If $M$ is of dimension $<4$ then the answer is YES because there are no exotic structures on $M$ and there are full classification results.[EDIT: In case of 3-manifolds this is true except some surface bundles over $S^1$ with fiber genus $>1$ and periodic monodromy, Stability of 3-manifolds.]
It is not true in dimension 4. For example, any closed simply-connected 4-manifold $M$ and an exotic copy $M'$ are h-cobordant by a theorem of Wall. Thus $M\times S^1$ is h-cobordant to $M'\times S^1$ (as one can extend the previus h-cobordsim trivially on the $S^1$ component). This is then a trivial cobordism by the high-dimensional s-cobordism theorem which says that such an h-cobordism is trivial if the Whitehead torsion of $\pi_1(M\times S^1)$ vanishes and indeed $Wh(\pi_1(M\times S^1))= Wh(\mathbb Z)=0$ by a result of Bass. So they are in fact diffeomorphic.
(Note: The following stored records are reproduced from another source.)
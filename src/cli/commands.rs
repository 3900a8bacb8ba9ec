use crate::cli::args::{BatchArgs, CheckConfigArgs, NormalizeArgs};
use crate::core::config::{ConfigLoader, MappingConfig};
use crate::core::error::AppError;
use crate::core::pipeline::{run_normalization, NormalizationOutcome, RunSummary};
use crate::core::run_tracker::NormalizationRunTracker;
use crate::core::snapshot::AccountSnapshot;
use crate::core::writer::{ArtifactKind, ArtifactWriter};
use crate::Result;
use anyhow::anyhow;
use std::collections::BTreeMap;
use std::path::{Path, PathBuf};
use tokio::task::JoinSet;

fn resolve_output_dir(policy: &MappingConfig, override_dir: Option<PathBuf>) -> PathBuf {
    override_dir.unwrap_or_else(|| policy.output_directory().to_path_buf())
}

fn load_and_normalize(
    path: &Path,
    policy: &MappingConfig,
) -> std::result::Result<(i64, NormalizationOutcome), AppError> {
    let snapshot = AccountSnapshot::load(path).map_err(AppError::from)?;
    let outcome = run_normalization(&snapshot, policy)?;
    Ok((snapshot.account_id, outcome))
}

/// Allocate a run id and write every enabled artifact for it.
fn persist_run(
    policy: &MappingConfig,
    outcome: &NormalizationOutcome,
    output_dir: &Path,
    account_id: i64,
    fetch_run_id: Option<u32>,
) -> std::result::Result<BTreeMap<ArtifactKind, PathBuf>, AppError> {
    let tracker = NormalizationRunTracker::in_directory(output_dir);
    let run = tracker.start_run(account_id, fetch_run_id)?;
    ArtifactWriter::new(policy, &outcome.context).write_all_artifacts(
        &outcome.document,
        output_dir,
        &run,
    )
}

fn print_summary(source: &Path, summary: &RunSummary, written: &BTreeMap<ArtifactKind, PathBuf>) {
    println!(
        "Normalized account {} from {}",
        summary.account_id,
        source.display()
    );
    println!("  Projects:     {}", summary.projects);
    println!("  Placeholders: {}", summary.placeholders);
    println!("  Exclusions:   {}", summary.exclusions);
    println!("  Collisions:   {}", summary.collisions.len());
    for collision in &summary.collisions {
        println!(
            "    {}/{} x{}",
            collision.namespace, collision.base_key, collision.occurrences
        );
    }
    if written.is_empty() {
        println!("  Dry run: no artifacts written");
    }
    for (kind, path) in written {
        println!("  Wrote {}: {}", kind, path.display());
    }
    if summary.placeholders > 0 {
        println!("  LOOKUP placeholders need manual resolution before import");
    }
}

pub async fn normalize(args: NormalizeArgs) -> Result<()> {
    let policy = ConfigLoader::load(args.config.as_deref())?;
    let output_dir = resolve_output_dir(&policy, args.output_dir.clone());
    tracing::info!(snapshot = %args.snapshot.display(), "normalize command");

    let (account_id, outcome) = load_and_normalize(&args.snapshot, &policy)?;
    let written = if args.dry_run {
        BTreeMap::new()
    } else {
        persist_run(&policy, &outcome, &output_dir, account_id, args.fetch_run_id)?
    };

    print_summary(&args.snapshot, &outcome.summary(account_id), &written);
    Ok(())
}

/// Normalize every snapshot on the blocking pool. Each run owns its own
/// policy clone and context; run ids and artifacts are allocated
/// afterwards, one run at a time, in argument order.
pub async fn batch(args: BatchArgs) -> Result<()> {
    let policy = ConfigLoader::load(args.config.as_deref())?;
    let output_dir = resolve_output_dir(&policy, args.output_dir.clone());
    let total = args.snapshots.len();
    tracing::info!(snapshots = total, "batch command");

    let mut tasks = JoinSet::new();
    for (index, path) in args.snapshots.iter().cloned().enumerate() {
        let policy = policy.clone();
        tasks.spawn_blocking(move || {
            let result = load_and_normalize(&path, &policy);
            (index, path, result)
        });
    }

    let mut finished = Vec::with_capacity(total);
    while let Some(joined) = tasks.join_next().await {
        let item = joined.map_err(|err| anyhow!("normalization task failed: {}", err))?;
        finished.push(item);
    }
    finished.sort_by_key(|(index, _, _)| *index);

    let mut failures = 0usize;
    for (_, path, result) in finished {
        let outcome = result.and_then(|(account_id, outcome)| {
            let written = if args.dry_run {
                BTreeMap::new()
            } else {
                persist_run(&policy, &outcome, &output_dir, account_id, None)?
            };
            Ok((outcome.summary(account_id), written))
        });
        match outcome {
            Ok((summary, written)) => print_summary(&path, &summary, &written),
            Err(err) => {
                failures += 1;
                tracing::error!(snapshot = %path.display(), code = %err.code, "{}", err.message);
                eprintln!("Failed to normalize {}: {}", path.display(), err);
            }
        }
    }

    if failures > 0 {
        return Err(anyhow!("{} of {} snapshots failed to normalize", failures, total));
    }
    Ok(())
}

pub async fn check_config(args: CheckConfigArgs) -> Result<()> {
    let policy = ConfigLoader::load(Some(&args.file))?;
    println!("Configuration valid: {}", args.file.display());
    print!("{}", serde_yaml::to_string(&policy)?);
    Ok(())
}
pub mod args;
pub mod commands;

pub use args::{BatchArgs, CheckConfigArgs, NormalizeArgs};
use clap::{Parser, Subcommand};

const HELP_TEMPLATE: &str = "\
{name} {version}\n\
{about-with-newline}\n\
USAGE:\n    {usage}\n\
\nOPTIONS:\n{options}\n\
COMMANDS:\n{subcommands}\n";

#[derive(Parser)]
#[command(name = "account-normalizer")]
#[command(version = crate::VERSION)]
#[command(about = "Normalize account configuration snapshots into the v2 schema")]
#[command(help_template = HELP_TEMPLATE)]
#[command(
    after_long_help = "Typical flow: check the mapping config, normalize a snapshot, then resolve the LOOKUP placeholders listed in the lookups manifest."
)]
pub struct Args {
    #[command(subcommand)]
    pub command: Command,
}

#[derive(Subcommand)]
pub enum Command {
    #[command(
        about = "Normalize one account snapshot",
        long_about = "Normalize applies the mapping policy to a snapshot, writes the normalized YAML plus lookups, exclusions and diff artifacts, and prints a run summary.",
        after_help = "Example:\n    account-normalizer normalize snapshot.json --config importer_mapping.yml"
    )]
    Normalize(NormalizeArgs),
    #[command(
        about = "Normalize several snapshots concurrently",
        long_about = "Batch runs one independent normalization per snapshot. Runs share the mapping policy but nothing else.",
        after_help = "Example:\n    account-normalizer batch acct_1.json acct_2.json --output-dir out"
    )]
    Batch(BatchArgs),
    #[command(
        about = "Validate a mapping configuration",
        long_about = "Check-config loads and validates a mapping configuration, applies environment overrides, and prints the effective policy.",
        after_help = "Example:\n    account-normalizer check-config importer_mapping.yml"
    )]
    CheckConfig(CheckConfigArgs),
}

pub async fn run(args: Args) -> crate::Result<()> {
    match args.command {
        Command::Normalize(normalize_args) => commands::normalize(normalize_args).await,
        Command::Batch(batch_args) => commands::batch(batch_args).await,
        Command::CheckConfig(check_args) => commands::check_config(check_args).await,
    }
}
When the dimension is $>4$ the answer is YES if $M$ is simply-connected. To see this, notice that it is enough to show that $M$ and $M'$ are h-cobordant. Since $M\times S^1$ is diffeomorphic to $M'\times S^1$ there is a map $f:M \to M'\times S^1$. Since $M$ is simply-connected $f$ has a lift $\bar{f}$ to the universal cover $M'\times \mathbb R$. We claim that the image of $\bar{f}$ separates $M'\times \mathbb R$. Otherwise we can cut $M'\times \mathbb R$ along $Im(\bar{f})$ and connect the two boundary components by an arc $\gamma$. This arc in the original manifold $M'\times \mathbb R$ gives rise to a closed curve $\gamma'$ which transversally intersects $Im(\bar{f})$ at a single point. But $M'\times \mathbb R$ is simply-connected and thus $\gamma'$ is homotopic to a point disjoint from $Im(\bar{f})$, contradicting the homotopy-invariant count of transverse intersection points. Now, since $M$ is compact we can find a cobordism from $Im(\bar{f})\approx M$ to $M'\times \{t\}$ for some sufficiently large $t\in \mathbb R$. Since everything is simply-connected and the projection map induces isomorphisms on homologies, by Hurewitz' theorem we can conclude that this is an h-cobordism and so $M$ is diffeomorphic to $M'$.